Resin Breakdown Synthetic resins normally last 15 to 20 years, but certain conditions can cause resin to breakdown earlier. Oxidation by chlorine is probably the most common cause of resin breakdown. When chlorine is used to oxidize iron in the water, the chlorine should be removed before ion exchange.
Iron Fouling Iron will significantly affect the ability of resins to remove hardness ions. Ferrous iron can be oxidized during softening and precipitate out as iron oxide on the resin, and no amount of brine will remove the iron fouling. If iron oxide is formed before ion exchange unit, it can be filtered out by the resin and removed during the backwashing of the unit. Normally if the iron concentration in the source water is high, iron removal is provided ahead of the exchange unit to prevent fouling of the unit.
Suspended Material Turbidity, organic chemicals, and bacterial slimes resins resulting in the loss of some of the resin exchange capacity. The best solution is to remove of the suspended matter with coagulation, sedimentation, and filtration before the softening process.

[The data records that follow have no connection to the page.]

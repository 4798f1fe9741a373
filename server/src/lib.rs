pub mod api;
pub mod auth;
pub mod telemetry;

use axum::extract::MatchedPath;
use axum::http::Request;
use axum::middleware;
use axum::Router;
use recipebox_core::{AppConfig, AuthEvent, BackendState};
use std::sync::Arc;
use tokio::sync::broadcast::error::RecvError;
use tower_http::trace::TraceLayer;
use tracing::Span;
use utoipa_swagger_ui::SwaggerUi;

/// Application state shared across all handlers
#[derive(Clone)]
pub struct AppState {
    pub config: Arc<AppConfig>,
    pub backend: BackendState,
}

impl AppState {
    pub fn new(config: AppConfig, backend: BackendState) -> Self {
        Self {
            config: Arc::new(config),
            backend,
        }
    }

    /// Configuration from the environment and the service client it describes.
    pub fn from_env() -> Self {
        let config = AppConfig::from_env();
        let backend = BackendState::from_config(&config);
        Self::new(config, backend)
    }
}

/// Build the full application router.
pub fn app(state: AppState) -> Router {
    let swagger_ui = SwaggerUi::new("/swagger-ui").url("/api-docs/openapi.json", api::openapi());

    Router::new()
        .merge(api::health::router())
        .merge(api::public::router())
        .merge(api::account::router())
        .nest("/api/categories", api::categories::router())
        .nest("/api/recipes", api::recipes::router())
        .merge(swagger_ui)
        .with_state(state)
        .layer(middleware::from_fn(
            telemetry::remote_call_count_header_middleware,
        ))
        .layer(
            TraceLayer::new_for_http()
                .make_span_with(|request: &Request<_>| {
                    let matched_path = request
                        .extensions()
                        .get::<MatchedPath>()
                        .map(MatchedPath::as_str)
                        .unwrap_or(request.uri().path());

                    // Health probes from load balancers are too frequent to log
                    if matched_path == "/api/health" {
                        tracing::trace_span!("http_request")
                    } else {
                        tracing::info_span!(
                            "http_request",
                            method = %request.method(),
                            path = %matched_path,
                        )
                    }
                })
                .on_request(|_request: &Request<_>, _span: &Span| {})
                .on_response(
                    |response: &axum::http::Response<_>,
                     latency: std::time::Duration,
                     span: &Span| {
                        if span.metadata().map(|m| m.level()) == Some(&tracing::Level::TRACE) {
                            return;
                        }
                        let status = response.status().as_u16();
                        if status >= 500 {
                            tracing::error!(
                                status = %status,
                                latency_ms = %latency.as_millis(),
                                "request failed with server error"
                            );
                        } else {
                            tracing::info!(
                                status = %status,
                                latency_ms = %latency.as_millis(),
                                "request completed"
                            );
                        }
                    },
                )
                .on_failure(
                    |error: tower_http::classify::ServerErrorsFailureClass,
                     latency: std::time::Duration,
                     _span: &Span| {
                        tracing::error!(
                            error = %error,
                            latency_ms = %latency.as_millis(),
                            "request failed"
                        );
                    },
                ),
        )
        .layer(middleware::from_fn(
            telemetry::remote_call_counting_middleware,
        ))
}

/// Log sign-in and sign-out events until the backend's channel closes.
pub fn spawn_session_logger(backend: &BackendState) -> Option<tokio::task::JoinHandle<()>> {
    let BackendState::Ready(backend) = backend else {
        return None;
    };
    let mut events = backend.events().subscribe();

    Some(tokio::spawn(async move {
        loop {
            match events.recv().await {
                Ok(AuthEvent::SignedIn { user_id }) => {
                    tracing::info!("Session started for user {}", user_id)
                }
                Ok(AuthEvent::SignedOut) => tracing::info!("Session ended"),
                Err(RecvError::Lagged(skipped)) => {
                    tracing::warn!("Session logger skipped {} events", skipped)
                }
                Err(RecvError::Closed) => break,
            }
        }
    }))
}
use crate::api::{ApiError, ErrorResponse};
use crate::auth::AuthUser;
use crate::AppState;
use axum::{extract::State, response::IntoResponse, Json};
use recipebox_core::{recipes, Category};
use serde::Serialize;
use utoipa::ToSchema;

#[derive(Debug, Clone, Serialize, ToSchema)]
pub struct CategoriesResponse {
    pub categories: Vec<Category>,
}

#[utoipa::path(
    get,
    path = "/api/categories",
    tag = "categories",
    responses(
        (status = 200, description = "Categories ordered by name", body = CategoriesResponse),
        (status = 401, description = "Unauthorized", body = ErrorResponse)
    ),
    security(
        ("bearer_auth" = [])
    )
)]
pub async fn list_categories(
    auth: AuthUser,
    State(state): State<AppState>,
) -> Result<impl IntoResponse, ApiError> {
    let db = state.backend.backend()?.database(Some(&auth.access_token));

    let categories = recipes::list_categories(db.as_ref())
        .await
        .map_err(ApiError::from_read)?;

    Ok(Json(CategoriesResponse { categories }))
}
mod cookies;
mod extractor;

pub use cookies::{
    clear_cookie, read_cookie, set_cookie, ACCESS_TOKEN_COOKIE, CODE_VERIFIER_COOKIE,
    CODE_VERIFIER_MAX_AGE, DEFAULT_SESSION_MAX_AGE,
};
pub use extractor::{AuthError, AuthUser};
use super::*;

use std::str::FromStr;

// Tile =======================================================================

// 牌コード 表記は"<数字><種別>" (例: "1m", "0p", "7z")
#[derive(Debug, Clone, Copy, PartialEq, Eq, Hash)]
pub struct Tile(pub Type, pub Tnum); // (type index, number index)

impl Tile {
    // number index(赤5考慮)を返却
    #[inline]
    pub fn n(&self) -> Tnum {
        if self.1 == 0 {
            5
        } else {
            self.1
        }
    }

    // 赤5を通常の5に変換した牌
    #[inline]
    pub fn to_normal(&self) -> Tile {
        Tile(self.0, self.n())
    }

    // 字牌
    #[inline]
    pub fn is_hornor(&self) -> bool {
        self.0 == TZ
    }

    // 赤5
    #[inline]
    pub fn is_red(&self) -> bool {
        self.0 != TZ && self.1 == 0
    }

    // 牌として存在するかどうか (字牌は1~7のみ, 赤5は数牌のみ)
    pub fn is_valid(&self) -> bool {
        match self.0 {
            TM | TP | TS => self.1 < TNUM,
            TZ => WE <= self.1 && self.1 <= DR,
            _ => false,
        }
    }
}

impl fmt::Display for Tile {
    fn fmt(&self, f: &mut fmt::Formatter) -> fmt::Result {
        write!(f, "{}{}", self.1, ['m', 'p', 's', 'z'][self.0])
    }
}

impl Serialize for Tile {
    fn serialize<S: Serializer>(&self, serializer: S) -> Result<S::Ok, S::Error> {
        serializer.serialize_str(&self.to_string())
    }
}

#[derive(Debug, Clone, PartialEq, Eq, thiserror::Error)]
#[error("invalid tile code: '{0}'")]
pub struct TileCodeError(pub String);

impl FromStr for Tile {
    type Err = TileCodeError;

    // 正規形("<数字><種別>")のみ受け付ける
    fn from_str(s: &str) -> Result<Self, Self::Err> {
        let err = || TileCodeError(s.to_string());
        let mut it = s.chars();
        let (Some(c0), Some(c1), None) = (it.next(), it.next(), it.next()) else {
            return Err(err());
        };
        let ni = c0.to_digit(10).ok_or_else(err)? as Tnum;
        let ti = match c1 {
            'm' => TM,
            'p' => TP,
            's' => TS,
            'z' => TZ,
            _ => return Err(err()),
        };
        let t = Tile(ti, ni);
        if t.is_valid() {
            Ok(t)
        } else {
            Err(err())
        }
    }
}

impl PartialOrd for Tile {
    fn partial_cmp(&self, other: &Self) -> Option<std::cmp::Ordering> {
        Some(self.cmp(other))
    }
}

impl Ord for Tile {
    fn cmp(&self, other: &Self) -> std::cmp::Ordering {
        if self.0 != other.0 {
            return self.0.cmp(&other.0);
        }

        // 赤5は通常の5の直前に並べる
        let a = (self.n(), self.1 != 0);
        let b = (other.n(), other.1 != 0);
        a.cmp(&b)
    }
}

pub type TileRow = [usize; TNUM];
pub type TileTable = [TileRow; TYPE];

// TileState ==================================================================

// 手牌上の牌1枚 (表示用の修飾子付き)
#[derive(Debug, Clone, Copy, PartialEq, Eq, Serialize)]
pub struct TileState {
    pub code: Tile,
    pub is_rotated: bool,   // y: 横向き (鳴いた牌・加槓の基準牌)
    pub is_face_down: bool, // o: 伏せ牌 (暗槓の両端)
    pub is_tsumo: bool,     // ツモ牌 (パーサーでは未設定)
    pub is_ron: bool,       // ロン牌 (パーサーでは未設定)
}

impl TileState {
    pub fn new(code: Tile) -> Self {
        Self {
            code,
            is_rotated: false,
            is_face_down: false,
            is_tsumo: false,
            is_ron: false,
        }
    }

    pub fn rotated(code: Tile) -> Self {
        Self {
            is_rotated: true,
            ..Self::new(code)
        }
    }

    pub fn face_down(code: Tile) -> Self {
        Self {
            is_face_down: true,
            ..Self::new(code)
        }
    }
}

impl fmt::Display for TileState {
    fn fmt(&self, f: &mut fmt::Formatter) -> fmt::Result {
        if self.is_face_down {
            write!(f, "o")?;
        } else if self.is_rotated {
            write!(f, "y")?;
        }
        write!(f, "{}", self.code)
    }
}

#[test]
fn test_tile_from_str() {
    assert_eq!("1m".parse::<Tile>(), Ok(Tile(TM, 1)));
    assert_eq!("0s".parse::<Tile>(), Ok(Tile(TS, 0)));
    assert_eq!("7z".parse::<Tile>(), Ok(Tile(TZ, DR)));
    assert!("0z".parse::<Tile>().is_err());
    assert!("8z".parse::<Tile>().is_err());
    assert!("10m".parse::<Tile>().is_err());
    assert!("m1".parse::<Tile>().is_err());
}

#[test]
fn test_tile_order() {
    let mut tiles = vec![Tile(TP, 6), Tile(TP, 5), Tile(TM, 9), Tile(TP, 0), Tile(TP, 4)];
    tiles.sort();
    let s: Vec<String> = tiles.iter().map(|t| t.to_string()).collect();
    assert_eq!(s, ["9m", "4p", "0p", "5p", "6p"]);
}

#[test]
fn test_tile_serialize() {
    let ts = TileState::rotated(Tile(TM, 0));
    let v = serde_json::to_value(ts).unwrap();
    assert_eq!(v["code"], "0m");
    assert_eq!(v["is_rotated"], true);
    assert_eq!(v["is_face_down"], false);
}
pub type Res<T = ()> = Result<T, Box<dyn std::error::Error>>;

Troubleshooting Softener Malfunctions
Softener effluent may periodically indicate hardness leakage or decreased exchange capacity. Normally, difficulties can be attributed to one of four causes, i.e. mechanical failures, resin degradation, improper operational controls, and changes in feedwater chemistry. Mechanical failures take the form of plugged or broken distribution laterals, improperly functioning multiport valves, or clogged underdrain screens and support media. To determine whether the resin is performing poorly because of chemical or physical degradation, core resin samples should be checked for exchange capacity, physical stability, and foulants. Core samples should be collected and analyzed annually. Improper operational controls involve service flow rate; backwash flow rate and water temperature; regenerant concentration, dosage and flow rate; slow rinse flow rate and water volume; fast rinse flow rate and volume; and total hardness levels in the softened water and fast rinse effluent. To ensure that these controls are properly set, each one should be checked periodically. Softeners are normally designed for an average feed composition. Key considerations are total hardness, metallic compounds, suspended solids, and oxidizing agents. A permanent change from the original characteristics may result in low quality water, decreased capacity, and resin degradation. Operational and mechanical modifications can minimize these problems.

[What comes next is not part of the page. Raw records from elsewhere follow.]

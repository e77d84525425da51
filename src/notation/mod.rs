// 手牌表記の文字列変換
mod basic;
mod error;
mod extended;
mod normalize;
mod vocabulary;

pub use basic::*;
pub use error::*;
pub use extended::*;
pub use normalize::*;
pub use vocabulary::*;
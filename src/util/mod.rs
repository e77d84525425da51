pub mod common;
pub mod logger;
pub mod misc;
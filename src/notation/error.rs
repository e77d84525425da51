// 拡張表記のパースエラー
// 1トークンでも失敗すれば手牌全体を失敗とする (副露が欠けると枚数が変わるため)
#[derive(Debug, Clone, PartialEq, Eq, thiserror::Error)]
pub enum ParseError {
    // '-', '=', '+' を含むが既知の形に一致しない副露
    #[error("malformed meld '{token}': {reason}")]
    DirectionMeld { token: String, reason: &'static str },

    // 'y', 'o' を含むが既知の形に一致しない副露
    #[error("malformed compact meld '{token}': {reason}")]
    CompactMeld { token: String, reason: &'static str },

    // 存在しない牌 ("8z"等)
    #[error("invalid tile: '{token}'")]
    InvalidTile { token: String },
}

Resin Degradation The various forms of softener resin degradation include osmotic shock, mechanical strain, thermal shock and iron, aluminum, calcium carbonate or magnesium hydroxide fouling. Osmotic shock is caused by excessive bead expansion during the service cycle, and contraction during regeneration. Mechanical strain results in broken beads which lowers capacity due to channeling and higher pressure drop. Thermal shock is caused either by extreme temperature variations (i.e., when a hot service cycle is followed by a cold backwash) or by continuous operation above the maximum allowable temperature for the resin in service.

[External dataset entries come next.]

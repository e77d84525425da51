use serde::Serialize;

use crate::model::*;
use crate::util::common::tiles_to_tile_table;

// 手牌の構造上の問題 (JSON出力時は"kind"で種類を区別)
#[derive(Debug, Clone, PartialEq, Eq, Serialize, thiserror::Error)]
#[serde(tag = "kind", rename_all = "snake_case")]
pub enum HandError {
    #[error("invalid total tile count: {count} (expected {} or {})", HAND_MIN, HAND_MAX)]
    TileCount { count: usize },

    #[error("{tile} appears {count} times (more than {})", TILE)]
    TooManyCopies { tile: Tile, count: usize },

    #[error("meld #{index} is not a valid {type_}")]
    InvalidMeld {
        index: Index,
        #[serde(rename = "type")]
        type_: MeldType,
    },
}

#[derive(Debug, Clone, Default, PartialEq, Eq, Serialize)]
pub struct Validation {
    pub valid: bool,
    pub errors: Vec<HandError>,
}

// 副露の形を確認 赤5は5とみなす
pub fn validate_meld(tiles: &[Tile], type_: MeldType) -> bool {
    if tiles.len() != type_.tile_count() {
        return false;
    }
    match type_ {
        MeldType::Chii => is_sequence(tiles),
        MeldType::Pon | MeldType::Daiminkan | MeldType::Kakan | MeldType::Ankan => {
            tiles.iter().all(|t| t.to_normal() == tiles[0].to_normal())
        }
    }
}

// 手牌全体を確認 エラーは途中で打ち切らずにすべて返却
//   1. 総枚数が13枚または14枚
//   2. 同じ牌(赤5は5とみなす)が4枚以下
//   3. 各副露の形
pub fn validate_hand(hand: &Hand) -> Validation {
    let mut errors = vec![];

    let count = hand.count();
    if count != HAND_MIN && count != HAND_MAX {
        errors.push(HandError::TileCount { count });
    }

    let tt = tiles_to_tile_table(hand.tiles().map(|t| t.code));
    for ti in 0..TYPE {
        for ni in 1..TNUM {
            let count = tt[ti][ni];
            if count > TILE {
                errors.push(HandError::TooManyCopies {
                    tile: Tile(ti, ni),
                    count,
                });
            }
        }
    }

    for (index, m) in hand.melds.iter().enumerate() {
        if !validate_meld(&m.codes(), m.type_) {
            errors.push(HandError::InvalidMeld {
                index,
                type_: m.type_,
            });
        }
    }

    Validation {
        valid: errors.is_empty(),
        errors,
    }
}

#[cfg(test)]
fn tiles(exp: &str) -> Vec<Tile> {
    crate::notation::parse_hand(exp)
}

#[cfg(test)]
fn validate(exp: &str) -> Validation {
    validate_hand(&crate::notation::parse_hand_extended(exp).unwrap())
}

#[test]
fn test_validate_chii() {
    assert!(validate_meld(&tiles("123m"), MeldType::Chii));
    assert!(validate_meld(&tiles("798p"), MeldType::Chii));
    assert!(validate_meld(&tiles("406s"), MeldType::Chii));
    assert!(!validate_meld(&tiles("135m"), MeldType::Chii));
    assert!(!validate_meld(&tiles("123z"), MeldType::Chii));
    assert!(!validate_meld(&tiles("12m3p"), MeldType::Chii));
    assert!(!validate_meld(&tiles("1234m"), MeldType::Chii));
}

#[test]
fn test_validate_pon_kan() {
    assert!(validate_meld(&tiles("555m"), MeldType::Pon));
    assert!(validate_meld(&tiles("505m"), MeldType::Pon));
    assert!(!validate_meld(&tiles("123m"), MeldType::Pon));
    assert!(validate_meld(&tiles("3333s"), MeldType::Daiminkan));
    assert!(validate_meld(&tiles("5550p"), MeldType::Daiminkan));
    assert!(validate_meld(&tiles("5550p"), MeldType::Kakan));
    assert!(!validate_meld(&tiles("555p"), MeldType::Kakan));
    assert!(validate_meld(&tiles("1111z"), MeldType::Ankan));
    assert!(!validate_meld(&tiles("555s"), MeldType::Ankan));
    assert!(!validate_meld(&tiles("5555m"), MeldType::Pon));
}

#[test]
fn test_validate_hand_ok() {
    let v = validate("123m456p789s1122z");
    assert!(v.valid);
    assert!(v.errors.is_empty());

    assert!(validate("123m456p789s11223z").valid);
    assert!(validate("1234567m 2-13s 55-5z").valid);
    assert!(validate("1m 5-55=0p 1111+z o33so").valid);
}

#[test]
fn test_validate_hand_count() {
    let v = validate("123m456p789s11z");
    assert!(!v.valid);
    assert_eq!(v.errors, [HandError::TileCount { count: 12 }]);
    assert!(v.errors[0].to_string().contains("tile count"));

    assert!(!validate("123m456p789s112233z").valid);
}

#[test]
fn test_validate_hand_copies() {
    let v = validate("11111m456p789s11z");
    assert!(!v.valid);
    assert_eq!(
        v.errors,
        [HandError::TooManyCopies {
            tile: Tile(TM, 1),
            count: 5
        }]
    );
    assert!(v.errors[0].to_string().contains("more than 4"));

    // 赤5は5として数える
    let v = validate("5550m 5-55p 123456s");
    assert!(v.valid);
    let v = validate("55550m 123456s 11z");
    assert_eq!(
        v.errors,
        [HandError::TooManyCopies {
            tile: Tile(TM, 5),
            count: 5
        }]
    );
}

#[test]
fn test_validate_hand_accumulates() {
    let v = validate("11111m 1-35p 55y5s");
    assert!(!v.valid);
    assert_eq!(
        v.errors,
        [
            HandError::TileCount { count: 11 },
            HandError::TooManyCopies {
                tile: Tile(TM, 1),
                count: 5
            },
            HandError::InvalidMeld {
                index: 0,
                type_: MeldType::Pon
            },
        ]
    );
    assert_eq!(v.errors[2].to_string(), "meld #0 is not a valid pon");
}

#[test]
fn test_validation_serialize() {
    let v = validate("123m");
    let json = serde_json::to_value(&v).unwrap();
    assert_eq!(json["valid"], false);
    assert_eq!(json["errors"][0]["kind"], "tile_count");
    assert_eq!(json["errors"][0]["count"], 3);
}
// mainから呼び出すアプリケーションのモジュール

mod notation;

pub use notation::{AppConfig, NotationApp, OutputFormat, ParseMode, Report};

Iron foulants may originate from such sources as contaminated water supply, corroded water distribution piping, surface water supply containing organically sequestered iron, or contaminated regenerant. Most frequently, iron enters as the insoluble ferric form, coating the surface of the beads, thus prohibiting efficient contact between water and resin. Washing with a reducing agent such as sodium hydrosulfite will reduce the iron to the soluble ferrous form. Alternately, a hydrochloric acid solution may be used to dissolve the ferric form iron directly. Aluminum, calcium carbonate, and magnesium hydroxide fouling are caused by carryover of coagulants or hardness from the pretreatment system. These precipitates coat the surfaces of the resin beads thus reducing its capacity.